-- EXTRACTED DATA follows --

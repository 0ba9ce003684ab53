//! Result count, fetch status and the show/hide toggles.

use dioxus::prelude::*;
use dioxus_free_icons::Icon;
use dioxus_free_icons::icons::md_navigation_icons::{MdExpandLess, MdExpandMore};

use crate::pages::restaurants_page::RestaurantsPageState;

#[component]
pub fn ResultsHeader(show_filters: Signal<bool>, show_table: Signal<bool>, show_map: Signal<bool>) -> Element {
    rsx! {
        div {
            id: "x-results-header",
            style: "
                display:flex;
                flex-direction: row;
                flex-wrap: wrap;
                align-items: center;
                gap: 8px;
                padding: 8px 0;
            ",
            ViewToggle { shown: show_filters, what: "Filters" }
            ViewToggle { shown: show_table, what: "Table" }
            ViewToggle { shown: show_map, what: "Map" }
            div { style: "flex-grow:1;" }
            FetchStatus {}
        }
    }
}

#[component]
fn ViewToggle(mut shown: Signal<bool>, what: String) -> Element {
    let verb = if shown() { "Hide" } else { "Show" };
    rsx! {
        button {
            style: "
                display:flex;
                align-items:center;
                gap: 4px;
                height: 32px;
                padding: 0 10px;
                border: 1px solid #0288d1;
                border-radius: 6px;
                background: white;
                color: #0288d1;
                cursor: pointer;
            ",
            onclick: move |_| shown.toggle(),
            if shown() {
                Icon { icon: MdExpandLess, style: "width: 18px; height: 18px;" }
            } else {
                Icon { icon: MdExpandMore, style: "width: 18px; height: 18px;" }
            }
            "{verb} {what}"
        }
    }
}

#[component]
fn FetchStatus() -> Element {
    let page = use_context::<RestaurantsPageState>();
    let results = page.results;
    let count = use_memo(move || results.read().count());
    let is_loading = use_memo(move || results.read().is_loading());
    let last_error = use_memo(move || results.read().last_error().map(|e| e.to_string()));

    rsx! {
        div {
            style: "display:flex; flex-direction: row; align-items: center; gap: 12px; font-size: 14px;",
            if is_loading() {
                span { style: "color:#01579b;", "Loading..." }
            }
            if let Some(error) = last_error() {
                span {
                    id: "x-fetch-error",
                    title: "{error}",
                    style: "
                        color:#92400E;
                        background: #FEF3C7;
                        border: 1px solid #FCD34D;
                        border-radius: 6px;
                        padding: 2px 8px;
                        max-width: 360px;
                        overflow: hidden;
                        text-overflow: ellipsis;
                        white-space: nowrap;
                    ",
                    "Could not refresh results: {error}"
                }
            }
            span {
                style: "color:rgb(75, 87, 112); border-bottom: 1px solid rgb(75, 87, 112);",
                "{count} restaurants"
            }
        }
    }
}
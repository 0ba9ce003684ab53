use common::{
    review::{ReviewOutcome, ReviewRequest},
    session::AuthToken,
};
use dioxus::prelude::*;

#[server]
pub async fn add_review(
    request: ReviewRequest,
    token: Option<AuthToken>,
    csrf_token: Option<String>,
) -> Result<ReviewOutcome, ServerFnError> {
    let client = super::api_client()?;
    let x = backend::api::add_review(&client, &request, token.as_ref(), csrf_token.as_deref()).await;
    x.map_err(super::to_server_error)
}
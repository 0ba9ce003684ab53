//! Common library exports shared between frontend and backend.

extern crate serde;


pub mod api_const;
pub mod api_message;
pub mod restaurant;
pub mod reference_data;
pub mod filter_state;
pub mod filter_query;
pub mod restaurant_results;
pub mod result_view;
pub mod session;
pub mod auth;
pub mod review;
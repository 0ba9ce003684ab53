use dioxus::prelude::*;

use crate::components::error_boundary::ComponentErrorBoundary;

#[component]
pub fn SuspendWrapper(children: Element) -> Element {
    rsx! {
        SuspenseBoundary {
            fallback: |_s: SuspenseContext| rsx! {
                div {
                    width: "100%",
                    display: "flex",
                    align_items: "center",
                    justify_content: "center",
                    LoadingIndicator {}
                }
            },
            ComponentErrorBoundary {
                children
            }
        }
    }
}

#[component]
pub fn LoadingIndicator() -> Element {
    rsx! {
        div {
            style: "color:#01579b; font-size: 18px; padding: 10px; margin: 15px;",
            "Loading..."
        }
    }
}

-- EXTRACTED DATA concluded --

Every record above belongs in the answer, reproduced exactly.

- [TASK RESPONSE]
repository 0ba9ce003684ab53
//! Result count, fetch status and the show/hide toggles.

use dioxus::prelude::*;
use dioxus_free_icons::Icon;
use dioxus_free_icons::icons::md_navigation_icons::{MdExpandLess, MdExpandMore};

use crate::pages::restaurants_page::RestaurantsPageState;

#[component]
pub fn ResultsHeader(show_filters: Signal<bool>, show_table: Signal<bool>, show_map: Signal<bool>) -> Element {
    rsx! {
        div {
            id: "x-results-header",
            style: "
                display:flex;
                flex-direction: row;
                flex-wrap: wrap;
                align-items: center;
                gap: 8px;
                padding: 8px 0;
            ",
            ViewToggle { shown: show_filters, what: "Filters" }
            ViewToggle { shown: show_table, what: "Table" }
            ViewToggle { shown: show_map, what: "Map" }
            div { style: "flex-grow:1;" }
            FetchStatus {}
        }
    }
}

#[component]
fn ViewToggle(mut shown: Signal<bool>, what: String) -> Element {
    let verb = if shown() { "Hide" } else { "Show" };
    rsx! {
        button {
            style: "
                display:flex;
                align-items:center;
                gap: 4px;
                height: 32px;
                padding: 0 10px;
                border: 1px solid #0288d1;
                border-radius: 6px;
                background: white;
                color: #0288d1;
                cursor: pointer;
            ",
            onclick: move |_| shown.toggle(),
            if shown() {
                Icon { icon: MdExpandLess, style: "width: 18px; height: 18px;" }
            } else {
                Icon { icon: MdExpandMore, style: "width: 18px; height: 18px;" }
            }
            "{verb} {what}"
        }
    }
}

#[component]
fn FetchStatus() -> Element {
    let page = use_context::<RestaurantsPageState>();
    let results = page.results;
    let count = use_memo(move || results.read().count());
    let is_loading = use_memo(move || results.read().is_loading());
    let last_error = use_memo(move || results.read().last_error().map(|e| e.to_string()));

    rsx! {
        div {
            style: "display:flex; flex-direction: row; align-items: center; gap: 12px; font-size: 14px;",
            if is_loading() {
                span { style: "color:#01579b;", "Loading..." }
            }
            if let Some(error) = last_error() {
                span {
                    id: "x-fetch-error",
                    title: "{error}",
                    style: "
                        color:#92400E;
                        background: #FEF3C7;
                        border: 1px solid #FCD34D;
                        border-radius: 6px;
                        padding: 2px 8px;
                        max-width: 360px;
                        overflow: hidden;
                        text-overflow: ellipsis;
                        white-space: nowrap;
                    ",
                    "Could not refresh results: {error}"
                }
            }
            span {
                style: "color:rgb(75, 87, 112); border-bottom: 1px solid rgb(75, 87, 112);",
                "{count} restaurants"
            }
        }
    }
}
repository 0ba9ce003684ab53
use common::{
    review::{ReviewOutcome, ReviewRequest},
    session::AuthToken,
};
use dioxus::prelude::*;

#[server]
pub async fn add_review(
    request: ReviewRequest,
    token: Option<AuthToken>,
    csrf_token: Option<String>,
) -> Result<ReviewOutcome, ServerFnError> {
    let client = super::api_client()?;
    let x = backend::api::add_review(&client, &request, token.as_ref(), csrf_token.as_deref()).await;
    x.map_err(super::to_server_error)
}
repository 0ba9ce003684ab53
//! Common library exports shared between frontend and backend.

extern crate serde;


pub mod api_const;
pub mod api_message;
pub mod restaurant;
pub mod reference_data;
pub mod filter_state;
pub mod filter_query;
pub mod restaurant_results;
pub mod result_view;
pub mod session;
pub mod auth;
pub mod review;
repository 0ba9ce003684ab53
use dioxus::prelude::*;

use crate::components::error_boundary::ComponentErrorBoundary;

#[component]
pub fn SuspendWrapper(children: Element) -> Element {
    rsx! {
        SuspenseBoundary {
            fallback: |_s: SuspenseContext| rsx! {
                div {
                    width: "100%",
                    display: "flex",
                    align_items: "center",
                    justify_content: "center",
                    LoadingIndicator {}
                }
            },
            ComponentErrorBoundary {
                children
            }
        }
    }
}

#[component]
pub fn LoadingIndicator() -> Element {
    rsx! {
        div {
            style: "color:#01579b; font-size: 18px; padding: 10px; margin: 15px;",
            "Loading..."
        }
    }
}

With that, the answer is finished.